Há uma espécie de liberdade em reconhecer o guião. Quando ouve “Achas isso mau?”, pode afastar-se mentalmente em vez de entrar na competição. Quando alguém puxa o foco para si pela quinta vez, você pode decidir se quer continuar ali.
As relações raramente são 50/50 o tempo todo, mas ao longo de meses e anos percebe-se a curva. Quem pergunta: “E tu, como estás - a sério?” Quem nota quando você se cala? Quem ouve o seu “dia difícil” e resiste ao impulso de responder com um ainda maior e mais dramático?

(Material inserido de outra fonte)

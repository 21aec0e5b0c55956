/// Name of an entity, used by name-based lookups.
#[derive(Debug, Clone, Default, PartialEq, Eq, Hash)]
pub struct Name(pub String);

impl Name {
    pub fn new(name: impl Into<String>) -> Self {
        Self(name.into())
    }

    pub fn as_str(&self) -> &str {
        &self.0
    }
}

impl std::fmt::Display for Name {
    fn fmt(&self, f: &mut std::fmt::Formatter<'_>) -> std::fmt::Result {
        write!(f, "{}", self.0)
    }
}

crate::component::impl_component!(Name);

#[cfg(test)]
mod tests {
    use super::*;

    #[test]
    fn default_is_empty() {
        assert!(Name::default().as_str().is_empty());
    }

    #[test]
    fn display() {
        let name = Name::new("bonesDebug");
        assert_eq!(format!("{name}"), "bonesDebug");
    }
}
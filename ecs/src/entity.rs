use std::fmt;

/// A generational entity identifier.
///
/// - **index**: slot index in the entity allocator
/// - **generation**: bumped every time the slot is freed, so stale handles
///   to a recycled slot are detected
///
/// Two entities are equal if they have the same `(index, generation)`.
#[derive(Clone, Copy, PartialEq, Eq, Hash, PartialOrd, Ord)]
pub struct Entity {
    index: u32,
    generation: u32,
}

impl Entity {
    pub(crate) fn new(index: u32, generation: u32) -> Self {
        Self { index, generation }
    }

    /// Returns the slot index of this entity.
    pub fn index(&self) -> u32 {
        self.index
    }

    /// Returns the generation of this entity's slot.
    pub fn generation(&self) -> u32 {
        self.generation
    }
}

impl fmt::Debug for Entity {
    fn fmt(&self, f: &mut fmt::Formatter<'_>) -> fmt::Result {
        write!(f, "Entity({}v{})", self.index, self.generation)
    }
}

impl fmt::Display for Entity {
    fn fmt(&self, f: &mut fmt::Formatter<'_>) -> fmt::Result {
        write!(f, "Entity({}v{})", self.index, self.generation)
    }
}

/// Allocates and recycles entity slots.
///
/// When an entity is despawned its slot goes on a free list and its
/// generation is incremented, invalidating any old [`Entity`] handles.
#[derive(Default)]
pub(crate) struct EntityAllocator {
    /// Current generation of each slot.
    generations: Vec<u32>,
    alive: Vec<bool>,
    /// Recyclable indices (LIFO stack).
    free_list: Vec<u32>,
    count: u32,
}

impl EntityAllocator {
    pub fn new() -> Self {
        Self::default()
    }

    /// Allocates a new entity, reusing a recycled slot if available.
    pub fn allocate(&mut self) -> Entity {
        self.count += 1;

        if let Some(index) = self.free_list.pop() {
            let idx = index as usize;
            self.alive[idx] = true;
            Entity::new(index, self.generations[idx])
        } else {
            let index = self.generations.len() as u32;
            self.generations.push(0);
            self.alive.push(true);
            Entity::new(index, 0)
        }
    }

    /// Frees an entity's slot. Returns false if it was already dead.
    pub fn deallocate(&mut self, entity: Entity) -> bool {
        if !self.is_alive(entity) {
            return false;
        }
        let idx = entity.index() as usize;
        self.alive[idx] = false;
        self.generations[idx] = self.generations[idx].wrapping_add(1);
        self.free_list.push(entity.index());
        self.count -= 1;
        true
    }

    pub fn is_alive(&self, entity: Entity) -> bool {
        let idx = entity.index() as usize;
        idx < self.alive.len() && self.alive[idx] && self.generations[idx] == entity.generation()
    }

    pub fn count(&self) -> u32 {
        self.count
    }

    /// Iterates over all alive entities in slot order.
    pub fn iter_alive(&self) -> impl Iterator<Item = Entity> + '_ {
        self.alive
            .iter()
            .enumerate()
            .filter(|&(_, &alive)| alive)
            .map(|(idx, _)| Entity::new(idx as u32, self.generations[idx]))
    }
}
//! Debug visualization helpers: marker boxes and skeleton bone cones.

use std::collections::HashMap;

use skein_core::material::Material;
use skein_core::math::{Mat4, Vec3};
use skein_core::mesh::MeshResource;
use skein_core::mesh::generators::{generate_box, generate_cone};

use crate::components::{ModelComponent, Opacity, SkeletalPose, Transform};
use crate::hierarchy::{parent, set_parent};
use crate::spatial::convert_transform;
use crate::traversal::{collect_with, find_descendant_named};
use crate::{Entity, Error, Result, TraversalReport, World};

/// Name of the entity that holds the bone markers.
pub const BONES_DEBUG_GROUP: &str = "bonesDebug";

/// Name of the scene root that visual markers fall back to.
pub const APP_ROOT_NAME: &str = "appRoot";

/// Edge length of the boxes made by [`get_or_create_visual_marker`].
pub const VISUAL_MARKER_SIZE: f32 = 0.02;

const BONE_COLOR: [f32; 4] = [0.5, 0.0, 0.5, 1.0];
const BONE_CONE_SEGMENTS: u32 = 12;

/// Knobs for [`visualize_bones`].
#[derive(Debug, Clone, Copy, PartialEq)]
pub struct BoneVisualizationOptions {
    /// Height of each bone cone. The cone radius is a third of it.
    pub size: f32,
    /// Opacity applied to visualized models so the bones show through.
    pub opacity: f32,
}

impl Default for BoneVisualizationOptions {
    fn default() -> Self {
        Self {
            size: 0.5,
            opacity: 0.5,
        }
    }
}

impl BoneVisualizationOptions {
    #[must_use]
    pub fn with_size(mut self, size: f32) -> Self {
        self.size = size;
        self
    }

    #[must_use]
    pub fn with_opacity(mut self, opacity: f32) -> Self {
        self.opacity = opacity;
        self
    }
}

/// Spawns an entity showing a metallic box of the given color.
pub fn create_entity_box(world: &mut World, color: [f32; 4], size: f32) -> Result<Entity> {
    let mesh = MeshResource::generate(generate_box(size))?;
    let entity = world.spawn();
    world.insert(
        entity,
        ModelComponent::new(mesh, vec![Material::simple(color, 0.0, true)]),
    );
    Ok(entity)
}

/// Finds the marker named `name` below `parent`, creating a small box there
/// if it does not exist yet.
///
/// Without `parent`, the root entity named [`APP_ROOT_NAME`] is used. When
/// that does not exist either, the new marker is left unparented.
pub fn get_or_create_visual_marker(
    world: &mut World,
    name: &str,
    color: [f32; 4],
    parent: Option<Entity>,
) -> Result<Entity> {
    let container =
        parent.or_else(|| world.roots().find(|&e| world.name(e) == Some(APP_ROOT_NAME)));

    if let Some(existing) = container.and_then(|c| find_descendant_named(world, c, name)) {
        return Ok(existing);
    }

    let marker = create_entity_box(world, color, VISUAL_MARKER_SIZE)?;
    world.set_name(marker, name);
    if let Some(container) = container {
        set_parent(world, marker, container)?;
    }
    Ok(marker)
}

/// Shows the current pose of every skinned model in the subtree as cones.
///
/// Markers live in a [`BONES_DEBUG_GROUP`] entity next to `root` (under its
/// parent, or under `root` itself when it has none) and are reused on later
/// calls. Each marker is named after its joint path with `/` replaced by
/// `_` and placed at the joint's accumulated transform. Visualized models get
/// an [`Opacity`].
///
/// A joint whose path prefix is missing from the pose is reported as
/// [`Error::MissingJoint`] and skipped; the model's other joints still get
/// markers. Failing to attach the group is recorded against `root`.
pub fn visualize_bones(
    world: &mut World,
    root: Entity,
    options: &BoneVisualizationOptions,
) -> TraversalReport {
    let mut report = TraversalReport::new();
    let group = match bones_group(world, root) {
        Ok(group) => group,
        Err(err) => {
            report.record_failure(root, err);
            return report;
        }
    };

    let skinned: Vec<_> = collect_with::<ModelComponent>(world, root)
        .into_iter()
        .filter(|&e| {
            world
                .get::<ModelComponent>(e)
                .is_some_and(|model| model.skeleton_count() > 0)
        })
        .collect();

    for entity in skinned {
        let Some(pose) = world.get::<SkeletalPose>(entity).cloned() else {
            log::debug!("{entity} is skinned but has no pose, skipping");
            continue;
        };
        world.insert(entity, Opacity(options.opacity));

        let joints: HashMap<&str, &Transform> = pose.joints().collect();
        let mut failed = false;
        for (joint, _) in pose.joints() {
            let combined = match joint_path_matrix(&joints, joint) {
                Ok(matrix) => matrix,
                Err(err) => {
                    report.record_failure(entity, err);
                    failed = true;
                    continue;
                }
            };
            let marker = match bone_marker(world, group, &joint.replace('/', "_"), options.size) {
                Ok(marker) => marker,
                Err(err) => {
                    report.record_failure(entity, err);
                    failed = true;
                    continue;
                }
            };
            let placed = convert_transform(
                world,
                &Transform::from_matrix(&combined),
                Some(entity),
                Some(group),
            );
            match placed {
                Ok(transform) => {
                    world.insert(marker, transform);
                }
                Err(err) => {
                    report.record_failure(entity, err);
                    failed = true;
                }
            }
        }
        if !failed {
            report.record_update(entity);
        }
    }
    log::debug!("visualized bones of {} models", report.updated.len());
    report
}

/// The [`BONES_DEBUG_GROUP`] entity next to `root`, created on first use.
fn bones_group(world: &mut World, root: Entity) -> Result<Entity> {
    let group_parent = parent(world, root).unwrap_or(root);
    if let Some(group) = find_descendant_named(world, group_parent, BONES_DEBUG_GROUP) {
        return Ok(group);
    }
    let group = world.spawn_named(BONES_DEBUG_GROUP);
    if let Err(err) = set_parent(world, group, group_parent) {
        world.despawn(group);
        return Err(err);
    }
    Ok(group)
}

/// Product of the local transforms along a joint path, root joint first.
fn joint_path_matrix(joints: &HashMap<&str, &Transform>, joint: &str) -> Result<Mat4> {
    let mut matrix = Mat4::identity();
    let mut end = 0;
    for segment in joint.split('/') {
        end += segment.len();
        let prefix = &joint[..end];
        let transform = joints.get(prefix).ok_or_else(|| Error::MissingJoint {
            joint: joint.to_string(),
            missing: prefix.to_string(),
        })?;
        matrix *= transform.compute_matrix();
        // skip the separator
        end += 1;
    }
    Ok(matrix)
}

fn bone_marker(world: &mut World, group: Entity, name: &str, size: f32) -> Result<Entity> {
    if let Some(marker) = find_descendant_named(world, group, name) {
        return Ok(marker);
    }
    let marker = world.spawn_named(name);
    set_parent(world, marker, group)?;

    let mesh = MeshResource::generate(generate_cone(size, size / 3.0, BONE_CONE_SEGMENTS))?;
    let cone = world.spawn();
    world.insert(
        cone,
        ModelComponent::new(mesh, vec![Material::simple(BONE_COLOR, 0.0, true)]),
    );
    world.insert(cone, Transform::from_translation(Vec3::new(0.0, size / 2.0, 0.0)));
    set_parent(world, cone, marker)?;
    Ok(marker)
}
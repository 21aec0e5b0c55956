//! Component trait and runtime component kinds.

use std::any::TypeId;
use std::fmt;

/// Trait for data that can be attached to entities.
///
/// Components can be any `Send + Sync + 'static` type.
///
/// ```
/// use skein_ecs::Component;
///
/// struct Health(f32);
///
/// impl Component for Health {
///     const NAME: &'static str = "Health";
/// }
/// ```
pub trait Component: Send + Sync + 'static {
    /// The struct name as a static string (e.g. `"Transform"`).
    const NAME: &'static str;

    fn component_name(&self) -> &'static str {
        Self::NAME
    }
}

/// Implements [`Component`] for types whose name is their type path.
macro_rules! impl_component {
    ($($ty:ident),* $(,)?) => {
        $(
            impl $crate::Component for $ty {
                const NAME: &'static str = stringify!($ty);
            }
        )*
    };
}
pub(crate) use impl_component;

/// A component type known at runtime.
///
/// Lets callers pass heterogeneous lists of component types, e.g. the kinds
/// that exclude an entity from an operation.
#[derive(Clone, Copy)]
pub struct ComponentKind {
    type_id: TypeId,
    name: &'static str,
}

impl ComponentKind {
    pub fn of<T: Component>() -> Self {
        Self {
            type_id: TypeId::of::<T>(),
            name: T::NAME,
        }
    }

    pub fn type_id(&self) -> TypeId {
        self.type_id
    }

    pub fn name(&self) -> &'static str {
        self.name
    }
}

impl PartialEq for ComponentKind {
    fn eq(&self, other: &Self) -> bool {
        self.type_id == other.type_id
    }
}

impl Eq for ComponentKind {}

impl std::hash::Hash for ComponentKind {
    fn hash<H: std::hash::Hasher>(&self, state: &mut H) {
        self.type_id.hash(state);
    }
}

impl fmt::Debug for ComponentKind {
    fn fmt(&self, f: &mut fmt::Formatter<'_>) -> fmt::Result {
        write!(f, "ComponentKind({})", self.name)
    }
}

impl fmt::Display for ComponentKind {
    fn fmt(&self, f: &mut fmt::Formatter<'_>) -> fmt::Result {
        f.write_str(self.name)
    }
}
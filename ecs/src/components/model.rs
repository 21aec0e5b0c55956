//! Renderable model: a shared mesh plus the materials its parts index into.

use skein_core::material::Material;
use skein_core::mesh::{MeshContents, MeshResource, MeshResult, OutlineParams, topology};

/// A mesh resource and its material list.
///
/// Each mesh part selects a material by `material_index` into
/// [`materials`](Self::materials).
#[derive(Debug, Clone)]
pub struct ModelComponent {
    pub mesh: MeshResource,
    pub materials: Vec<Material>,
}

impl ModelComponent {
    pub fn new(mesh: MeshResource, materials: Vec<Material>) -> Self {
        Self { mesh, materials }
    }

    /// Skeleton count of the current mesh.
    pub fn skeleton_count(&self) -> usize {
        self.mesh.read().skeletons.len()
    }

    /// First material, if any.
    pub fn first_material(&self) -> Option<&Material> {
        self.materials.first()
    }

    /// Gives this component its own copy of the mesh.
    ///
    /// Afterwards, [`MeshResource::replace`] on this component's mesh no
    /// longer affects other holders of the previous resource. Skinned parts
    /// get their influences-per-vertex recomputed. On failure the component
    /// is left untouched.
    pub fn make_mesh_unique(&mut self) -> MeshResult<()> {
        let mut contents = self.mesh.contents();
        contents.refresh_joint_influences();
        self.mesh = MeshResource::generate(contents)?;
        Ok(())
    }

    /// Returns a copy with a reversed-winding duplicate of every model.
    ///
    /// With `back_material`, the material is appended and every duplicate
    /// part uses it; otherwise duplicates keep their original slot.
    pub fn generate_double_sided(&self, back_material: Option<Material>) -> MeshResult<Self> {
        let mut materials = self.materials.clone();
        let back_index = back_material.map(|material| {
            materials.push(material);
            materials.len() - 1
        });

        let contents = topology::double_sided(&self.mesh.read(), back_index)?;
        Ok(Self {
            mesh: regenerate(contents)?,
            materials,
        })
    }

    /// Returns a copy whose mesh also holds an outline shell and its occluder.
    ///
    /// Appends `outline_material` and an occlusion material, in that order.
    pub fn generate_outline(
        &self,
        outline_material: Material,
        params: &OutlineParams,
    ) -> MeshResult<Self> {
        let mut materials = self.materials.clone();
        materials.push(outline_material);
        let outline_index = materials.len() - 1;
        materials.push(Material::occlusion());
        let occluder_index = materials.len() - 1;

        let contents =
            topology::outline(&self.mesh.read(), params, outline_index, occluder_index)?;
        Ok(Self {
            mesh: regenerate(contents)?,
            materials,
        })
    }
}

fn regenerate(mut contents: MeshContents) -> MeshResult<MeshResource> {
    contents.refresh_joint_influences();
    MeshResource::generate(contents)
}

crate::component::impl_component!(ModelComponent);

É aí que mora a ligação genuína: não em quem fala mais, mas em quem o deixa com a sensação de que a sua vida interior conta mesmo.
| Ponto-chave | Detalhe | Valor para o leitor |
|---|---|---|
| Identificar as frases | Reconhecer frases feitas como “Estás a exagerar” ou “Estou só a ser honesto” expõe padrões subtis de autocentramento. | Dá nome ao que você sente e ajuda-o a confiar na sua perceção. |
| Definir limites pequenos | Respostas curtas e calmas devolvem o foco sem drama nem justificações longas. | Protege o seu espaço emocional sem perder a dignidade. |
| Observar o padrão global | Avaliar comportamentos repetidos ao longo do tempo, e não episódios isolados. | Ajuda a decidir quem merece proximidade e de quem talvez precise de distância. |
Perguntas frequentes (FAQ)
- Como sei se alguém é mesmo autocentrado ou se está só a ter um mau dia? Observe padrões, não episódios únicos. Toda a gente entra em “modo eu” às vezes; pessoas autocentradas fazem-no de forma consistente, em vários temas, contextos e estados de humor.
- É falta de educação chamar a atenção quando alguém sequestra a conversa? Pode parecer, sobretudo se você está habituado a agradar. Mas dizer com respeito “Gostava de acabar o que estava a dizer” é uma forma de autorrespeito, não de agressividade.
- E se a pessoa autocentrada for da família? Nem sempre dá para criar distância, mas pode limitar o que partilha, mudar de assunto mais cedo e procurar apoio emocional em relações mais recíprocas.
- Pessoas autocentradas conseguem mudar o comportamento? Algumas conseguem, sobretudo se valorizam a relação e aceitam ouvir feedback. Outras negam, desviam ou insistem ainda mais. A resposta delas diz-lhe quão seguro é manter proximidade.
- Como evito ser eu essa pessoa autocentrada? Treine perguntas de seguimento, deixe as histórias dos outros respirarem antes de partilhar as suas, e repare quando sente vontade de competir com “Achas isso mau?” em vez de simplesmente ouvir.